“Let’s drop the dog off and walk some more,” my 18 year plus one day old daughter says as we approach the house. Our senior pup Nellie can still complete the three-quarter mile lap around the block, but she retires to her favorite chair when I go for longer strolls.
I keep my face neutral, but inside my heart is doing flip flops of joy. She wants to walk more because we are having great conversations, and she doesn’t want them to end. I don’t either, especially since in five days she will be at college and I will walk alone.
Our walks have not always been idyllic mother-daughter bonding. Sometimes our chats dissolved into arguments, and we trudged home in angry silence. Sometimes I just couldn’t say anything right, but not saying anything wasn’t right either. Sometimes I wanted to put in earbuds and listen to my audiobook. But anytime she asked to join me, I said yes, knowing that the day would come when she wouldn’t ask.
In the heat of the summer, we often walked Nellie in the evenings. As July blurred into August, our strolls became consistently pleasant. My daughter had lots to chat about, and I finally learned to keep my mouth shut and listen. I chose my words carefully, cautious about giving unsolicited advice or unwanted commentary. When I did speak, she listened. I felt like I was talking to an adult.

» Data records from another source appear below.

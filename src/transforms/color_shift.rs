use serde::{Deserialize, Serialize};

use crate::{transforms::Transform, video::types::Frame};

/// Signed per-channel offsets
///
/// Offsets are given in blue, green, red order, matching the command line.
#[derive(Debug, Clone, Copy, PartialEq, Eq, Default, Serialize, Deserialize)]
#[serde(default)]
pub struct ColorShift {
    pub blue: i32,
    pub green: i32,
    pub red: i32,
}

impl ColorShift {
    pub fn new(blue: i32, green: i32, red: i32) -> Self {
        Self { blue, green, red }
    }

    /// The opposite shift
    pub fn negated(&self) -> Self {
        Self::new(
            self.blue.saturating_neg(),
            self.green.saturating_neg(),
            self.red.saturating_neg(),
        )
    }

    pub fn is_zero(&self) -> bool {
        self.blue == 0 && self.green == 0 && self.red == 0
    }

    /// Offsets in the frame's R, G, B sample order
    fn rgb_offsets(&self) -> [i64; 3] {
        [self.red as i64, self.green as i64, self.blue as i64]
    }
}

impl Transform for ColorShift {
    fn name(&self) -> &str {
        "color_shift"
    }

    fn is_identity(&self) -> bool {
        self.is_zero()
    }

    fn apply(&self, frame: &Frame) -> Frame {
        let offsets = self.rgb_offsets();
        let data = frame
            .as_rgb_bytes()
            .chunks_exact(3)
            .flat_map(|pixel| {
                let mut shifted = [0u8; 3];
                for channel in 0..3 {
                    shifted[channel] =
                        (pixel[channel] as i64 + offsets[channel]).clamp(0, 255) as u8;
                }
                shifted
            })
            .collect();

        Frame::from_rgb_bytes(frame.width(), frame.height(), data)
            .unwrap_or_else(|| frame.clone())
    }
}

My friends with older kids told me that by the time she left for college, I would be ready for her to go. There were certainly moments, even days, when I needed some distance between us. I don’t miss the arguments or the teen attitude, but I do miss the walks and talks with this thoughtful, complex and intuitive young adult.
This young adult left for college, and I’m back to walking alone, once again immersed in my audiobook. The mother-daughter conversations continue, primarily in the form of snapchats and texts. It’s not the same, but I grin like a fool each time my phone tells me I have a new message. I rarely initiate the conversation because I want to give her space to settle into college life, but I eagerly send back a snapchat of Nellie as we circle the neighborhood. She takes screenshots of these photos, collecting digital pieces of home.

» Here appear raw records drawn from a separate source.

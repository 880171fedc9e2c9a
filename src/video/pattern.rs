//! Synthetic test frames.

use crate::video::types::Frame;

/// Frame `index` of a `total`-frame test clip
///
/// The background hue sweeps once around the color wheel over the clip, and a
/// white marker in the top-left quadrant makes orientation changes visible.
pub fn test_pattern(width: u32, height: u32, index: usize, total: usize) -> Frame {
    let hue = (index as f32 / total.max(1) as f32) * 360.0;
    let background = hsv_to_rgb(hue, 0.7, 0.9);
    let marker_w = (width / 4).max(1);
    let marker_h = (height / 4).max(1);

    Frame::from_fn(width, height, |x, y| {
        if x < marker_w && y < marker_h {
            [255, 255, 255]
        } else {
            background
        }
    })
}

/// Convert HSV (hue in degrees, saturation/value in 0..=1) to RGB
pub fn hsv_to_rgb(h: f32, s: f32, v: f32) -> [u8; 3] {
    let h = h.rem_euclid(360.0);
    let c = v * s;
    let x = c * (1.0 - ((h / 60.0) % 2.0 - 1.0).abs());
    let m = v - c;

    let (r, g, b) = if h < 60.0 {
        (c, x, 0.0)
    } else if h < 120.0 {
        (x, c, 0.0)
    } else if h < 180.0 {
        (0.0, c, x)
    } else if h < 240.0 {
        (0.0, x, c)
    } else if h < 300.0 {
        (x, 0.0, c)
    } else {
        (c, 0.0, x)
    };

    [
        ((r + m) * 255.0) as u8,
        ((g + m) * 255.0) as u8,
        ((b + m) * 255.0) as u8,
    ]
}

Our Snapchat streak is up to fifty-three days. That means we have sent each other selfies or short videos every day she’s been away, but it’s no replacement for a good talk. For those, we still walk together. She calls after her last class as she walks back to her dorm, and I either walk Nellie or walk around the house picking up the mess that now just one kid makes. I can tell when she’s arrived at her dorm, because her chatter is punctuated by “heys” as she greets new friends.
Six weeks after we hugged goodbye in front of her dorm, my daughter comes home for the weekend. I look forward to uninterrupted chat time during the car ride, since the three days are filled with Homecoming activities and visits with friends. After only twenty minutes of talking while I drive, she becomes quiet, and for the rest of the trip we listen to the Hamilton soundtrack in comfortable silence.
Did we lose the mojo we had only recently found? Did we forget how to communicate in person? I worry about this as we walk in the house, and Nellie greets her older sister with a wet tongue and wagging tail.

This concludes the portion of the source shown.